DANIELE COMBONI E I SUOI MISSIONARI DI FRONTE AL PROBLEMA DELLA SCHIAVITU' DOMESTICA E COMMERCIALE NEL SUD SUDAN (LA TERRA DEI NERI)

A CURA DI CARLO CASTELLINI

LO STILE DI IERI E I COMPORTAMENTI DI OGGI: DIPLOMAZIA E POLITICA DA UNA PARTE E DALL'ALTRA LO SPIRITO DEL VANGELO. L'ESEMPIO DI DANIELE COMBONI.
Di fronte all'ininterrotto stillicidio di notizie sugli sbarchi di immigrati, in genere africani, che dopo tormentate attese in alto mare per un'accoglienza dignitosa presso i nostri porti, ho provato ad indagare quali sono stati in passato gli atteggiamenti di funzionari di stato, di consoli, di governatori, inglesi e arabi, nelle zone del SUD SUDAN, specie nel periodo coloniale (governato allora dall'EGITTO e dall'INGHILTERRA), di fronte al problema degli schiavi e della loro liberazione, quando aspiravano ad una migliore condizione di vita.
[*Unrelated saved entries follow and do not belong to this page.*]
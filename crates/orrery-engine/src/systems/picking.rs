use glam::Vec2;

use crate::api::types::NodeId;
use crate::core::registry::{BodyRegistry, PickedTarget};
use crate::core::scene::Scene;
use crate::renderer::camera::Camera3D;

/// Nearest pickable node under a ray.
#[derive(Debug, Clone, Copy, PartialEq)]
pub struct Hit {
    pub node: NodeId,
    /// Distance from the camera along the ray.
    pub distance: f32,
}

/// Cast a ray through `ndc` and return the nearest hit among `candidates`.
///
/// Only sphere meshes are pickable; their radius is scaled by the node's
/// largest world scale. Hidden nodes (or nodes under a hidden ancestor) are
/// skipped. On equal distance the earlier candidate wins. Reads world
/// matrices, so call it after `propagate`.
pub fn pick(scene: &Scene, camera: &Camera3D, ndc: Vec2, candidates: &[NodeId]) -> Option<Hit> {
    let ray = camera.ray_from_ndc(ndc);
    let mut best: Option<Hit> = None;

    for &id in candidates {
        let Some(node) = scene.get(id) else {
            continue;
        };
        let Some(radius) = node.mesh.as_ref().and_then(|m| m.pick_radius()) else {
            continue;
        };
        if !scene.is_effectively_visible(id) {
            continue;
        }
        let radius = radius * node.world_max_scale();
        if let Some(distance) = ray.intersect_sphere(node.world_position(), radius) {
            if best.map_or(true, |b| distance < b.distance) {
                best = Some(Hit { node: id, distance });
            }
        }
    }
    best
}

/// Pick among the registry's interactive nodes and resolve the hit to its
/// metadata. An empty registry reports no target.
pub fn hover(scene: &Scene, camera: &Camera3D, registry: &BodyRegistry, ndc: Vec2) -> Option<PickedTarget> {
    let hit = pick(scene, camera, ndc, registry.interactive_nodes())?;
    registry.hover_target(hit.node).map(|target| PickedTarget {
        node: hit.node,
        target: target.clone(),
    })
}
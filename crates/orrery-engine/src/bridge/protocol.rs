/// SharedArrayBuffer layout.
/// Must stay in sync with TypeScript `protocol.ts`.
///
/// Layout (all values in f32 / 4 bytes):
/// ```text
/// [Header: 16 floats]
/// [Camera: 20 floats]  view-projection (16) + eye position (4)
/// [Instances: max_instances × 24 floats]
/// [Lights: max_lights × 8 floats]
/// [Events: max_events × 4 floats]
/// ```
///
/// Capacities are written once into the header at init.
/// TypeScript reads them from the header to compute offsets dynamically.

use crate::api::game::GameConfig;

/// Number of floats in the header section.
pub const HEADER_FLOATS: usize = 16;

/// Header field indices.
pub const HEADER_LOCK: usize = 0;
pub const HEADER_FRAME_COUNTER: usize = 1;
pub const HEADER_MAX_INSTANCES: usize = 2;
pub const HEADER_INSTANCE_COUNT: usize = 3;
pub const HEADER_MAX_LIGHTS: usize = 4;
pub const HEADER_LIGHT_COUNT: usize = 5;
pub const HEADER_MAX_EVENTS: usize = 6;
pub const HEADER_EVENT_COUNT: usize = 7;
pub const HEADER_PROTOCOL_VERSION: usize = 8;
pub const HEADER_AMBIENT_R: usize = 9;
pub const HEADER_AMBIENT_G: usize = 10;
pub const HEADER_AMBIENT_B: usize = 11;
/// Node index under the pointer, or -1.
pub const HEADER_HOVER_NODE: usize = 12;
pub const HEADER_TICK_COUNT: usize = 13;
pub const HEADER_SCREEN_WIDTH: usize = 14;
pub const HEADER_SCREEN_HEIGHT: usize = 15;

/// Protocol version written into the header.
pub const PROTOCOL_VERSION: f32 = 2.0;

/// Floats in the camera section: view-projection matrix + eye position.
pub const CAMERA_FLOATS: usize = 20;

/// Floats per render instance (fixed by the wire format).
pub const INSTANCE_FLOATS: usize = 24;

/// Floats per point light: x, y, z, r, g, b, intensity, range.
pub const LIGHT_FLOATS: usize = 8;

/// Floats per game event: kind, a, b, c (fixed by the wire format).
pub const EVENT_FLOATS: usize = 4;

/// Runtime-computed buffer layout.
#[derive(Debug, Clone, PartialEq)]
pub struct ProtocolLayout {
    pub max_instances: usize,
    pub max_lights: usize,
    pub max_events: usize,

    /// Size of instance data section in floats.
    pub instance_data_floats: usize,
    /// Size of light data section in floats.
    pub light_data_floats: usize,
    /// Size of event data section in floats.
    pub event_data_floats: usize,

    /// Offset (in floats) where the camera section begins.
    pub camera_data_offset: usize,
    /// Offset (in floats) where instance data begins.
    pub instance_data_offset: usize,
    /// Offset (in floats) where light data begins.
    pub light_data_offset: usize,
    /// Offset (in floats) where event data begins.
    pub event_data_offset: usize,

    /// Total buffer size in floats.
    pub buffer_total_floats: usize,
    /// Total buffer size in bytes.
    pub buffer_total_bytes: usize,
}

impl ProtocolLayout {
    /// Compute layout from raw capacity values.
    pub fn new(max_instances: usize, max_lights: usize, max_events: usize) -> Self {
        let instance_data_floats = max_instances * INSTANCE_FLOATS;
        let light_data_floats = max_lights * LIGHT_FLOATS;
        let event_data_floats = max_events * EVENT_FLOATS;

        let camera_data_offset = HEADER_FLOATS;
        let instance_data_offset = camera_data_offset + CAMERA_FLOATS;
        let light_data_offset = instance_data_offset + instance_data_floats;
        let event_data_offset = light_data_offset + light_data_floats;

        let buffer_total_floats = event_data_offset + event_data_floats;

        Self {
            max_instances,
            max_lights,
            max_events,
            instance_data_floats,
            light_data_floats,
            event_data_floats,
            camera_data_offset,
            instance_data_offset,
            light_data_offset,
            event_data_offset,
            buffer_total_floats,
            buffer_total_bytes: buffer_total_floats * 4,
        }
    }

    /// Compute layout from a GameConfig.
    pub fn from_config(config: &GameConfig) -> Self {
        Self::new(config.max_instances, config.max_lights, config.max_events)
    }
}
/// Satu symbol, satu tick. Return jumlah fill.
async fn process_symbol(
    shared: &Shared,
    snap: Snapshot,
    limits: &RiskLimits,
    market: &MarketContext,
    now: DateTime<Utc>,
) -> Result<usize, TickError> {
    let symbol = snap.symbol.clone();
    let slot = shared
        .slots
        .get(&symbol)
        .cloned()
        .ok_or_else(|| TickError::UnknownSymbol(symbol.clone()))?;
    let mut state = slot.lock().await;
    state.maybe_reset(now, shared.cfg.arbitration.reset_interval_seconds);
    let mut fills = 0;

    // 1) mark-to-market + auto exit
    let exit = {
        let mut ledger = shared.ledger.lock().await;
        let exit = ledger.mark_and_exit(&symbol, snap.price, snap.ts, now)?;
        if let Some(t) = &exit {
            shared.risk.lock().await.record_fill(t, now);
            state.mark_traded(now);
        }
        state.reconcile(ledger.position(&symbol));
        exit
    };
    if let Some(trade) = exit {
        info!(%symbol, origin = trade.origin.as_str(), price = trade.price, pnl = ?trade.realized_pnl, "auto exit");
        after_fill(shared, &trade).await;
        fills += 1;
    }

    // 2) strategies
    let exits = ExitLevels { stop_loss_pct: limits.stop_loss_percent, take_profit_pct: limits.take_profit_percent };
    let signals: Vec<Signal> = shared
        .strategies
        .iter()
        .filter_map(|s| s.produce(&symbol, &snap, &exits))
        .collect();
    for s in &signals {
        SIGNALS_BY.with_label_values(&[&s.strategy, &symbol]).inc();
        debug!(%symbol, strategy = %s.strategy, action = ?s.action, confidence = s.confidence, "signal");
        journal(shared, Event::Sig(s.clone()));
    }

    // 3) arbitrase
    let arb = match arbitrate(&mut state, &signals, snap.price, snap.ts, now, &shared.cfg.arbitration) {
        Verdict::Accept(a) => a,
        Verdict::Suppress(Suppression::NoSignals) => return Ok(fills),
        Verdict::Suppress(s) => {
            info!(%symbol, reason = %s, "signal suppressed");
            ARB_SUPPRESSED.with_label_values(&[s.label()]).inc();
            journal(shared, Event::Verdict { symbol, accepted: false, detail: s.to_string() });
            return Ok(fills);
        }
    };
    info!(%symbol, side = arb.side.as_str(), confidence = arb.confidence, strategy = %arb.strategy, "signal accepted");

    // 4) risk + ledger (cash = counter global, validasi & apply di bawah lock yang sama)
    let filled = {
        let mut ledger = shared.ledger.lock().await;
        let portfolio = ledger.snapshot(now);
        let mut risk = shared.risk.lock().await;
        let order = match risk.validate(&arb, &portfolio, &state, limits, market, now) {
            Ok(o) => o,
            Err(rej) => {
                info!(%symbol, reason = %rej, "risk rejected");
                RISK_REJECTED.with_label_values(&[rej.label()]).inc();
                if rej.is_limit_breach() {
                    dispatch(
                        &shared.notifier,
                        NotifyEvent::LimitBreach { symbol: symbol.clone(), reason: rej.to_string() },
                    );
                }
                journal(shared, Event::Verdict { symbol, accepted: false, detail: rej.to_string() });
                return Ok(fills);
            }
        };
        ORDERS.inc();
        journal(shared, Event::Ord(order.clone()));
        match ledger.apply(&order, now)? {
            ApplyOutcome::Executed(t) => {
                risk.record_fill(&t, now);
                state.reconcile(ledger.position(&symbol));
                state.mark_traded(now);
                Some(t)
            }
            ApplyOutcome::Duplicate => {
                debug!(%symbol, order = %order.id, "order already applied");
                None
            }
        }
    };

    // 5) persist & notify, masih di bawah lock symbol
    if let Some(trade) = filled {
        info!(
            %symbol,
            side = trade.side.as_str(),
            qty = trade.quantity,
            price = trade.price,
            fees = trade.fees,
            pnl = ?trade.realized_pnl,
            "paper fill"
        );
        after_fill(shared, &trade).await;
        fills += 1;
    }
    Ok(fills)
}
Il giornalismo nostrano non ha tempo né voglia di approfondire e si accontenta di fornire alcune notizie generiche o di agenzia; poiché adesso, come allora, la maggior parte si sottometteva alla volontà del CONSOLE O DEL GOVERNATORE; ma anche a ROMA, PROPAGANDA FIDE stessa, si nascondeva dietro un linguaggio politico e diplomatico che di evangelico non aveva neppure l'ombra. Ma DANIELE COMBONI non si rassegna(1875), e preferisce per i suoi missionari impartire consigli di natura non diplomatica. (Carlo Castellini)
LA PAGINA STORICA CHE FA CHIAREZZA.
Tutti s'accorsero che esisteva una differenza fondamentale fra la schiavitù cosiddetta domestica. Che era poco diversa dal lavoro servile in Europa e la TRATTA, cioè le razzie nei villaggi del Sudan meridionale e il trasferimento dei negri verso l'EGITTO o il MAR ROSSO, dai cui porti erano trasportati nei mercati del MEDIO ORIENTE. Era appunto la tTRATTA che suscitava ORRORE.
Ma questa era diventata un'industria della deportazione e del crimine non senza complicità europee. Inoltre era stata facilitata dall'elevato tasso di conflittualità esistente all'interno del mondo tribale africano, dove da sempre, il vinto, era ridotto a forme di servitù coatta dal vincitore.
Da tale situazione nascevano la disponibilità ambientale e l'abbondanza di offerta che tenevano alta la domanda da parte egiziana.
LA SCHIAVITU' AFRICANA aveva insomma caratteristiche proprie, che la rendevano completamente diversa da quella AMERICANA. L'atteggiamento prevalentemente umanitario della Società antischiavistica non colse queste differenze. I missionari stentarono anch'essi ad orientarsi. Ma vivendo stabilmente in mezzo alla gente compresero più e meglio degli altri la complessità del problema.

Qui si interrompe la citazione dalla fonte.